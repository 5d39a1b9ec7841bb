use chrono::NaiveDate;
use regex::Regex;
use std::sync::LazyLock;

/// Years at or below this are treated as noise (version numbers, ticket ids).
const MIN_PLAUSIBLE_YEAR: i32 = 2020;

static SLASH_DATE: LazyLock<Regex> =
    LazyLock::new(|| Regex::new(r"\b(\d{1,2})/(\d{1,2})/(\d{4})\b").unwrap());

static MONTH_NAME_DATE: LazyLock<Regex> = LazyLock::new(|| {
    Regex::new(
        r"(?i)\b(january|february|march|april|may|june|july|august|september|october|november|december)\s+(\d{1,2})(?:st|nd|rd|th)?,?\s+(\d{4})\b",
    )
    .unwrap()
});

static DAY_MON_YY: LazyLock<Regex> = LazyLock::new(|| {
    Regex::new(r"(?i)\b(\d{1,2})-(jan|feb|mar|apr|may|jun|jul|aug|sep|oct|nov|dec)-(\d{2,4})\b")
        .unwrap()
});

/// Best-effort due-date extraction from free text.
///
/// An ordered chain of independent literal extractors, each returning
/// `Option<NaiveDate>`; the first pattern yielding a plausible date wins.
/// Relative phrases ("tomorrow", "next week") are deliberately not handled
/// here; a miss leaves the due date unset rather than guessing.
pub fn parse_due_date(text: &str) -> Option<NaiveDate> {
    parse_slash_date(text)
        .or_else(|| parse_month_name_date(text))
        .or_else(|| parse_day_mon_yy(text))
}

/// `DD/MM/YYYY`
fn parse_slash_date(text: &str) -> Option<NaiveDate> {
    for capture in SLASH_DATE.captures_iter(text) {
        let day: u32 = capture[1].parse().ok()?;
        let month: u32 = capture[2].parse().ok()?;
        let year: i32 = capture[3].parse().ok()?;
        if year <= MIN_PLAUSIBLE_YEAR {
            continue;
        }
        if let Some(date) = NaiveDate::from_ymd_opt(year, month, day) {
            return Some(date);
        }
    }
    None
}

/// `Month DD, YYYY`
fn parse_month_name_date(text: &str) -> Option<NaiveDate> {
    for capture in MONTH_NAME_DATE.captures_iter(text) {
        let month = month_number(&capture[1])?;
        let day: u32 = capture[2].parse().ok()?;
        let year: i32 = capture[3].parse().ok()?;
        if year <= MIN_PLAUSIBLE_YEAR {
            continue;
        }
        if let Some(date) = NaiveDate::from_ymd_opt(year, month, day) {
            return Some(date);
        }
    }
    None
}

/// `DD-Mon-YY` (two-digit years resolve into the 2000s)
fn parse_day_mon_yy(text: &str) -> Option<NaiveDate> {
    for capture in DAY_MON_YY.captures_iter(text) {
        let day: u32 = capture[1].parse().ok()?;
        let month = month_number(&capture[2])?;
        let mut year: i32 = capture[3].parse().ok()?;
        if year < 100 {
            year += 2000;
        }
        if year <= MIN_PLAUSIBLE_YEAR {
            continue;
        }
        if let Some(date) = NaiveDate::from_ymd_opt(year, month, day) {
            return Some(date);
        }
    }
    None
}

fn month_number(name: &str) -> Option<u32> {
    let prefix = name.get(..3)?.to_ascii_lowercase();
    let number = match prefix.as_str() {
        "jan" => 1,
        "feb" => 2,
        "mar" => 3,
        "apr" => 4,
        "may" => 5,
        "jun" => 6,
        "jul" => 7,
        "aug" => 8,
        "sep" => 9,
        "oct" => 10,
        "nov" => 11,
        "dec" => 12,
        _ => return None,
    };
    Some(number)
}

*Problem:* Taking the listing above as the source, transcribe only the lines starting at the line with "parse_slash_date(text)" and going through the line with "if year < 100", unaltered and with both ends included.

*Answer below:*
    parse_slash_date(text)
        .or_else(|| parse_month_name_date(text))
        .or_else(|| parse_day_mon_yy(text))
}

/// `DD/MM/YYYY`
fn parse_slash_date(text: &str) -> Option<NaiveDate> {
    for capture in SLASH_DATE.captures_iter(text) {
        let day: u32 = capture[1].parse().ok()?;
        let month: u32 = capture[2].parse().ok()?;
        let year: i32 = capture[3].parse().ok()?;
        if year <= MIN_PLAUSIBLE_YEAR {
            continue;
        }
        if let Some(date) = NaiveDate::from_ymd_opt(year, month, day) {
            return Some(date);
        }
    }
    None
}

/// `Month DD, YYYY`
fn parse_month_name_date(text: &str) -> Option<NaiveDate> {
    for capture in MONTH_NAME_DATE.captures_iter(text) {
        let month = month_number(&capture[1])?;
        let day: u32 = capture[2].parse().ok()?;
        let year: i32 = capture[3].parse().ok()?;
        if year <= MIN_PLAUSIBLE_YEAR {
            continue;
        }
        if let Some(date) = NaiveDate::from_ymd_opt(year, month, day) {
            return Some(date);
        }
    }
    None
}

/// `DD-Mon-YY` (two-digit years resolve into the 2000s)
fn parse_day_mon_yy(text: &str) -> Option<NaiveDate> {
    for capture in DAY_MON_YY.captures_iter(text) {
        let day: u32 = capture[1].parse().ok()?;
        let month = month_number(&capture[2])?;
        let mut year: i32 = capture[3].parse().ok()?;
        if year < 100 {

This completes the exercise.